2. Роль ВСЭФИ у пациентов с приобретенной АВ блокадой.

Электрокардиографическая классификация АВ блокад включает в себя следующие категории.

1. АВ блокада первой степени – удлинение интервала PR более 0,20 с.

2. АВ блокада второй степени – преходящие нарушения АВ проведения с эпизодами блокированной волны P. Описаны два типа. I тип АВ блокады второй степени (блокада по типу Венкебаха) состоит в постепенном удлинении интервала PR перед блокированной волной Р. При АВ блокаде II типа – интервалы PR перед блокированной Р волной постоянны.

3. АВ блокада с проведением в отношении 2:1 не классифицируется ни как I тип, ни как II тип, но определяется как АВ блокада с проведением 2:1. Некоторые эксперты рекомендуют выделять АВ блокаду высокой степени, чтобы определить состояние, при котором блокируются многие последовательные волны Р, но полная АВ блокада не развивается.

4. Полная АВ блокада – отсутствие проведения всех волн Р на желудочки, что ведет к полной диссоциации между волнами Р и комплексами QRS.

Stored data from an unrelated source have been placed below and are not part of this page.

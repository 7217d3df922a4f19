//! Output formats and Indonesian number rendering.

use mutasi_core::UnknownNameError;
use serde::{Deserialize, Serialize};
use std::fmt;
use std::str::FromStr;

#[derive(Debug, Clone, Copy, PartialEq, Eq, Default, Serialize, Deserialize)]
#[serde(rename_all = "lowercase")]
pub enum ExportFormat {
    #[default]
    Csv,
    Json,
    Table,
}

impl ExportFormat {
    pub const ALL: [ExportFormat; 3] = [ExportFormat::Csv, ExportFormat::Json, ExportFormat::Table];

    pub fn key(&self) -> &'static str {
        match self {
            ExportFormat::Csv => "csv",
            ExportFormat::Json => "json",
            ExportFormat::Table => "table",
        }
    }

    /// File extension for written reports; tables go to the terminal as text.
    pub fn extension(&self) -> &'static str {
        match self {
            ExportFormat::Csv => "csv",
            ExportFormat::Json => "json",
            ExportFormat::Table => "txt",
        }
    }
}

impl fmt::Display for ExportFormat {
    fn fmt(&self, f: &mut fmt::Formatter<'_>) -> fmt::Result {
        f.write_str(self.key())
    }
}

impl FromStr for ExportFormat {
    type Err = UnknownNameError;

    fn from_str(s: &str) -> Result<Self, Self::Err> {
        let wanted = s.trim().to_ascii_lowercase();
        ExportFormat::ALL
            .into_iter()
            .find(|f| f.key() == wanted)
            .ok_or_else(|| UnknownNameError::new("format", s, &["csv", "json", "table"]))
    }
}

/// Render an amount the way `id-ID` locales do: `.` groups thousands, `,`
/// is the decimal point, two to three fraction digits.
///
/// `1234567.5` becomes `1.234.567,50`.
pub fn format_id(value: f64) -> String {
    if !value.is_finite() {
        return value.to_string();
    }

    let fixed = format!("{:.3}", value.abs());
    let (int_part, frac_part) = fixed.split_once('.').unwrap_or((fixed.as_str(), "000"));
    let frac = if frac_part.ends_with('0') { &frac_part[..2] } else { frac_part };

    let mut grouped = String::with_capacity(int_part.len() + int_part.len() / 3);
    for (i, c) in int_part.chars().enumerate() {
        if i > 0 && (int_part.len() - i) % 3 == 0 {
            grouped.push('.');
        }
        grouped.push(c);
    }

    let negative = value < 0.0 && fixed.chars().any(|c| c.is_ascii_digit() && c != '0');
    format!("{}{},{}", if negative { "-" } else { "" }, grouped, frac)
}
use ladder_core::Token;

fn smooth(value: f64, derivatives: &[f64]) -> Token {
    Token::smooth(value, derivatives.to_vec())
}

#[test]
fn products_follow_the_first_order_rule() {
    let product = smooth(2.0, &[1.0]).multiply(&smooth(3.0, &[1.0])).unwrap();
    assert_eq!(product, smooth(6.0, &[5.0]));
}

#[test]
fn addition_merges_derivative_lists_positionwise() {
    let sum = smooth(1.0, &[1.0, 2.0]).add(&smooth(2.0, &[3.0])).unwrap();
    assert_eq!(sum, smooth(3.0, &[4.0, 2.0]));
    let difference = smooth(5.0, &[2.0, 1.0])
        .subtract(&smooth(1.0, &[1.0]))
        .unwrap();
    assert_eq!(difference, smooth(4.0, &[1.0, 1.0]));
}

#[test]
fn a_smooth_receiver_keeps_derivatives_a_plain_one_drops_them() {
    let kept = smooth(2.0, &[1.0]).add(&Token::int(1)).unwrap();
    assert_eq!(kept, smooth(3.0, &[1.0]));
    let dropped = Token::int(1).add(&smooth(2.0, &[1.0])).unwrap();
    assert_eq!(dropped, Token::double(3.0));
    let dropped = Token::double(1.0).add(&smooth(2.0, &[1.0])).unwrap();
    assert_eq!(dropped, Token::double(3.0));
}

#[test]
fn division_scales_the_receiver_derivatives() {
    let quotient = smooth(6.0, &[3.0]).divide(&Token::double(2.0)).unwrap();
    assert_eq!(quotient, smooth(3.0, &[1.5]));
    let quotient = smooth(6.0, &[2.0]).divide(&smooth(2.0, &[1.0])).unwrap();
    assert_eq!(quotient, smooth(3.0, &[1.0]));
}

#[test]
fn modulo_falls_back_to_a_plain_double() {
    let remainder = smooth(7.5, &[1.0]).modulo(&Token::double(2.0)).unwrap();
    assert_eq!(remainder, Token::double(1.5));
}

#[test]
fn comparisons_look_only_at_the_sample_value() {
    assert!(smooth(1.0, &[9.0]).is_equal_to(&Token::double(1.0)).unwrap());
    assert!(smooth(1.0, &[9.0])
        .is_equal_to(&smooth(1.0, &[-9.0]))
        .unwrap());
    assert!(smooth(1.0, &[9.0])
        .is_close_to(&Token::double(1.0 + 1e-10), 1e-9)
        .unwrap());
}

#[test]
fn multiplying_by_a_plain_double_scales_the_derivatives() {
    let scaled = smooth(2.0, &[3.0]).multiply(&Token::double(4.0)).unwrap();
    assert_eq!(scaled, smooth(8.0, &[12.0]));
}
/// Binary operation selector. Every two-operand method on a token funnels
/// through one of these, so dispatch, conversion, and error wording live in
/// exactly one place.
#[derive(Debug, Clone, Copy, PartialEq)]
pub enum Operator {
    Add,
    Subtract,
    Multiply,
    Divide,
    Modulo,
    IsEqualTo,
    IsCloseTo { epsilon: f64 },
    IsLessThan,
    BitwiseAnd,
    BitwiseOr,
    BitwiseXor,
}

/// Which operand initiated dispatch. `Reverse` means the receiver is the
/// right operand of the written expression and was handed control because
/// its kind sits higher.
#[derive(Debug, Clone, Copy, PartialEq, Eq)]
pub enum Role {
    Forward,
    Reverse,
}

impl Operator {
    /// Name used in diagnostics, matching the public method the caller
    /// invoked.
    pub fn name(&self, role: Role) -> &'static str {
        match (self, role) {
            (Operator::Add, Role::Forward) => "add",
            (Operator::Add, Role::Reverse) => "add_reverse",
            (Operator::Subtract, Role::Forward) => "subtract",
            (Operator::Subtract, Role::Reverse) => "subtract_reverse",
            (Operator::Multiply, Role::Forward) => "multiply",
            (Operator::Multiply, Role::Reverse) => "multiply_reverse",
            (Operator::Divide, Role::Forward) => "divide",
            (Operator::Divide, Role::Reverse) => "divide_reverse",
            (Operator::Modulo, Role::Forward) => "modulo",
            (Operator::Modulo, Role::Reverse) => "modulo_reverse",
            // Predicates and bitwise operators resolve a lower receiver by
            // widening it and retrying, so no reverse method exists.
            (Operator::IsEqualTo, _) => "is_equal_to",
            (Operator::IsCloseTo { .. }, _) => "is_close_to",
            (Operator::IsLessThan, _) => "is_less_than",
            (Operator::BitwiseAnd, _) => "bitwise_and",
            (Operator::BitwiseOr, _) => "bitwise_or",
            (Operator::BitwiseXor, _) => "bitwise_xor",
        }
    }

    /// Operators whose result is a value of the operand algebra rather than
    /// a truth value. Only these broadcast a scalar over a matrix.
    pub(crate) fn is_arithmetic(&self) -> bool {
        matches!(
            self,
            Operator::Add
                | Operator::Subtract
                | Operator::Multiply
                | Operator::Divide
                | Operator::Modulo
        )
    }

    /// Predicates answer `false` when either operand is nil, everything
    /// else swallows nil into nil.
    pub(crate) fn is_predicate(&self) -> bool {
        matches!(
            self,
            Operator::IsEqualTo | Operator::IsCloseTo { .. } | Operator::IsLessThan
        )
    }
}

#[cfg(test)]
mod tests {
    use super::*;

    #[test]
    fn names_track_the_calling_method() {
        assert_eq!(Operator::Add.name(Role::Forward), "add");
        assert_eq!(Operator::Add.name(Role::Reverse), "add_reverse");
        assert_eq!(Operator::IsLessThan.name(Role::Reverse), "is_less_than");
        assert_eq!(
            Operator::IsCloseTo { epsilon: 0.5 }.name(Role::Forward),
            "is_close_to"
        );
    }
}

Электрограмма пучка Гиса позволяет разграничить три анатомических уровня АВ блокады:

1. Проксимальный (над пучком Гиса), отражающий задержку или блокаду проведения в АВ узле.

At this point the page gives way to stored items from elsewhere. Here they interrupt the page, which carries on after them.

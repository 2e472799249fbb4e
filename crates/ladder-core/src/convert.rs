use crate::error::{Error, Result};
use crate::token::{
    ArrayToken, ComplexMatrixToken, DoubleMatrixToken, LongMatrixToken, Token,
};
use crate::ty::TokenType;

/// Convert `token` to the kind named by `target`, when the kind ordering
/// licenses it. Conversion only ever widens: a byte becomes an int, an
/// int matrix becomes a complex matrix, anything becomes a string. It
/// never narrows and never invents a matrix from a scalar; the element
/// broadcast in dispatch covers that pairing instead.
///
/// Nil converts to every kind and stays nil, and a token already at the
/// target tag comes back unchanged. The latter is what lets a smooth
/// token pass through a conversion to double with its derivatives intact.
pub fn convert(token: &Token, target: &TokenType) -> Result<Token> {
    if &token.token_type() == target {
        return Ok(token.clone());
    }
    if token.is_nil() {
        return Ok(Token::Nil);
    }
    match target {
        TokenType::Int => token
            .int_value()
            .map(Token::int)
            .map_err(|_| failure(token, target)),
        TokenType::Long => token
            .long_value()
            .map(Token::long)
            .map_err(|_| failure(token, target)),
        TokenType::Double => token
            .double_value()
            .map(Token::double)
            .map_err(|_| failure(token, target)),
        TokenType::Complex => token
            .double_value()
            .map(|value| Token::complex(value, 0.0))
            .map_err(|_| failure(token, target)),
        TokenType::String => Ok(Token::string(token.to_string())),
        TokenType::LongMatrix => token
            .long_matrix_value()
            .map(|m| Token::LongMatrix(LongMatrixToken::new(m)))
            .map_err(|_| failure(token, target)),
        TokenType::DoubleMatrix => token
            .double_matrix_value()
            .map(|m| Token::DoubleMatrix(DoubleMatrixToken::new(m)))
            .map_err(|_| failure(token, target)),
        TokenType::ComplexMatrix => token
            .complex_matrix_value()
            .map(|m| Token::ComplexMatrix(ComplexMatrixToken::new(m)))
            .map_err(|_| failure(token, target)),
        TokenType::Array(element) => match token {
            Token::Array(array) => {
                let values = array
                    .values()
                    .iter()
                    .map(|value| convert(value, element))
                    .collect::<Result<Vec<_>>>()
                    .map_err(|_| failure(token, target))?;
                Ok(Token::Array(ArrayToken::collect(element, values)))
            }
            _ => Err(failure(token, target)),
        },
        _ => Err(failure(token, target)),
    }
}

fn failure(token: &Token, target: &TokenType) -> Error {
    Error::ConversionFailure(crate::token::conversion_message(token, target))
}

2. Медиальный (интра-гисовый), отражающий задержку или блокаду проведения внутри пучка Гиса.

3. Дистальный (инфра-гисовый), отражающий блокаду или задержку на участке регистрации, дистальном по отношении к спайку пучка Гиса.

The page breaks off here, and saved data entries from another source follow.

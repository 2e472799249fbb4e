use std::result;

use thiserror::Error;

#[derive(Error, Debug, Clone, PartialEq, Eq)]
pub enum MathError {
    #[error("shape error: {0}")]
    Shape(String),
    #[error("precision error: {0}")]
    Precision(String),
    #[error("division by zero")]
    DivisionByZero,
}

pub type Result<T> = result::Result<T, MathError>;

4. АВ блокада I степени – удлинение PR интервала более 0,2 с.

–  –  –

2. Пациенты, не имеющие симптомов, с преходящей АВ блокадой, сопряженной с замедлением синусового ритма (например, ночная АВ блокада второй степени I тип).

3. Роль ВСЭФИ у пациентов с хроническим нарушением атриовентрикулярного проведения.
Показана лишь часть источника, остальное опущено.